彼は今、本当にグラウンドに立ち続けるべきなのか?

 ただ……ビジネス面では理に叶う一方で、選手、地元ファン、さらに私たちメディアまで含め、多くの人間がこの一件に複雑な感情を抱いているのもまた事実である。ベースボールを愛するものなら誰もが、A−ロッドがプレーする姿を見て居心地の悪さを感じずにはいられないだろう。
 ロドリゲスは薬物服用自体は否定しておらず、違反し続けていたのは確実。そんな彼は今、本当にグラウンドに立ち続けるべきなのか? ルール上は問題なく、プレーさせるのが恐らくは“正しいこと”だと理解していても、胸に引っかかりを覚える人は多いはずだ。

「MLBは異議申し立ての制度を採用し、期間中はプレーできることになっている。

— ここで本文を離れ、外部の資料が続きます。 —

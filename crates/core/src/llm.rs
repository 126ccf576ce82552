use crate::config::RagConfig;
use crate::error::{ConfigError, GenerationError, UnsupportedModelError};
use async_trait::async_trait;
use reqwest::Client;
use serde::{Deserialize, Serialize};
use std::fmt;
use std::str::FromStr;
use tracing::{debug, error};
use url::Url;

/// The chat models callers may select, by alias.
#[derive(Debug, Clone, Copy, PartialEq, Eq, Hash, Serialize, Deserialize)]
pub enum ChatModel {
    #[serde(rename = "deepseek-r1")]
    DeepseekR1,
    #[serde(rename = "gemma")]
    Gemma,
    #[serde(rename = "llama3")]
    Llama3,
}

impl ChatModel {
    pub const ALL: [ChatModel; 3] = [ChatModel::DeepseekR1, ChatModel::Gemma, ChatModel::Llama3];

    pub fn alias(self) -> &'static str {
        match self {
            ChatModel::DeepseekR1 => "deepseek-r1",
            ChatModel::Gemma => "gemma",
            ChatModel::Llama3 => "llama3",
        }
    }

    /// Model tag sent to the serving backend.
    pub fn identifier(self) -> &'static str {
        match self {
            ChatModel::DeepseekR1 => "deepseek-r1:8b",
            ChatModel::Gemma => "gemma3:latest",
            ChatModel::Llama3 => "llama3.2:latest",
        }
    }

    pub fn aliases() -> Vec<&'static str> {
        Self::ALL.iter().map(|model| model.alias()).collect()
    }
}

impl FromStr for ChatModel {
    type Err = UnsupportedModelError;

    fn from_str(value: &str) -> Result<Self, Self::Err> {
        Self::ALL
            .into_iter()
            .find(|model| model.alias() == value)
            .ok_or_else(|| UnsupportedModelError {
                requested: value.to_string(),
                supported: Self::aliases(),
            })
    }
}

impl fmt::Display for ChatModel {
    fn fmt(&self, f: &mut fmt::Formatter<'_>) -> fmt::Result {
        f.write_str(self.alias())
    }
}

pub const SYSTEM_PROMPT: &str = "You are a knowledge assistant that answers questions using only the \
information in the Context section below.
- Do not invent facts that are not in the context.
- If the answer is not in the context, reply: \"I'm sorry, I don't have enough information to answer that.\"
- Keep answers concise and accurate.
- Quote or reference the context when it supports your answer.
- If the question is ambiguous, ask a short clarifying question instead of guessing.";

/// Fills the question-answering template. All context passages go into one block.
pub fn build_prompt(context: &[&str], question: &str) -> String {
    format!(
        "{SYSTEM_PROMPT}\n\nContext:\n{}\n\nUser Question:\n{}\n\nAssistant Answer:\n",
        context.join("\n\n"),
        question.trim()
    )
}

#[async_trait]
pub trait ChatClient: Send + Sync {
    /// One deterministic completion of `prompt` by `model`.
    async fn complete(&self, model: ChatModel, prompt: &str) -> Result<String, GenerationError>;
}

#[derive(Serialize)]
struct ChatRequest<'a> {
    model: &'a str,
    messages: [ChatMessage<'a>; 1],
    stream: bool,
    options: ChatOptions,
}

#[derive(Serialize)]
struct ChatMessage<'a> {
    role: &'a str,
    content: &'a str,
}

#[derive(Serialize)]
struct ChatOptions {
    temperature: f32,
}

#[derive(Deserialize)]
struct ChatResponse {
    message: ChatResponseMessage,
}

#[derive(Deserialize)]
struct ChatResponseMessage {
    content: String,
}

/// Chat completions through an Ollama server's `/api/chat`, with sampling disabled.
pub struct OllamaChatClient {
    client: Client,
    endpoint: Url,
}

impl OllamaChatClient {
    pub fn new(config: &RagConfig) -> Result<Self, ConfigError> {
        Ok(Self {
            client: config.http_client()?,
            endpoint: config.base_url()?.join("api/chat")?,
        })
    }
}

#[async_trait]
impl ChatClient for OllamaChatClient {
    async fn complete(&self, model: ChatModel, prompt: &str) -> Result<String, GenerationError> {
        let identifier = model.identifier();
        debug!(model = identifier, prompt_chars = prompt.len(), "chat completion");

        let response = self
            .client
            .post(self.endpoint.clone())
            .json(&ChatRequest {
                model: identifier,
                messages: [ChatMessage {
                    role: "user",
                    content: prompt,
                }],
                stream: false,
                options: ChatOptions { temperature: 0.0 },
            })
            .send()
            .await
            .map_err(|e| {
                error!(model = identifier, error = %e, "chat request failed");
                GenerationError::Http(e)
            })?;

        if !response.status().is_success() {
            let status = response.status();
            let details = response.text().await.unwrap_or_default();
            return Err(GenerationError::BackendResponse {
                model: identifier.to_string(),
                status: status.to_string(),
                details,
            });
        }

        let parsed: ChatResponse = response.json().await?;
        let answer = parsed.message.content.trim().to_string();
        if answer.is_empty() {
            return Err(GenerationError::EmptyAnswer {
                model: identifier.to_string(),
            });
        }

        Ok(answer)
    }
}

ルールに乗っ取ってプレーするなら、私は問題はないと思っているよ」
 ジョー・ジラルディ監督はそう語り、A−ロッドを起用し続けることを正当化する。しかし実際には、高給取りが復帰してしまえば使わざるを得ないという苦しい胸の内もあるのではないか。そして何より、“今回の件を見て、自分の子供に何を伝えますか”という質問に対するジラルディの言葉が、すべてを物語っているように思えた。
「携帯電話のカメラなども進歩した現代では、(何か不正をして)それから逃れるのは難しい。大抵の場合は行動の報いを受けることになっているんだ。息子にはハードワークと物事を正しく行なうことの大切さを話したよ」

A−ロッドのプレーに思いを巡らせ、虚しさだけが残る

 主役が禁止薬物に手を染めていたと誰もが認識しているにも関わらず、史上に残る“2013年、A−ロッドの夏”は開演を迎えた。サーカスの継続とともに、我々は“不名誉な歴史”の目撃者になる。
 史上最高のホームラン打者になるかと思われた選手のプレーを、私たちはどこか後ろめたい気分を感じながら眺め続けることになる。その過程で、彼の過去の活躍のどこまでが本物であったかにも疑いを巡らさずにはいられない。そしてその後には、虚しさだけが残る。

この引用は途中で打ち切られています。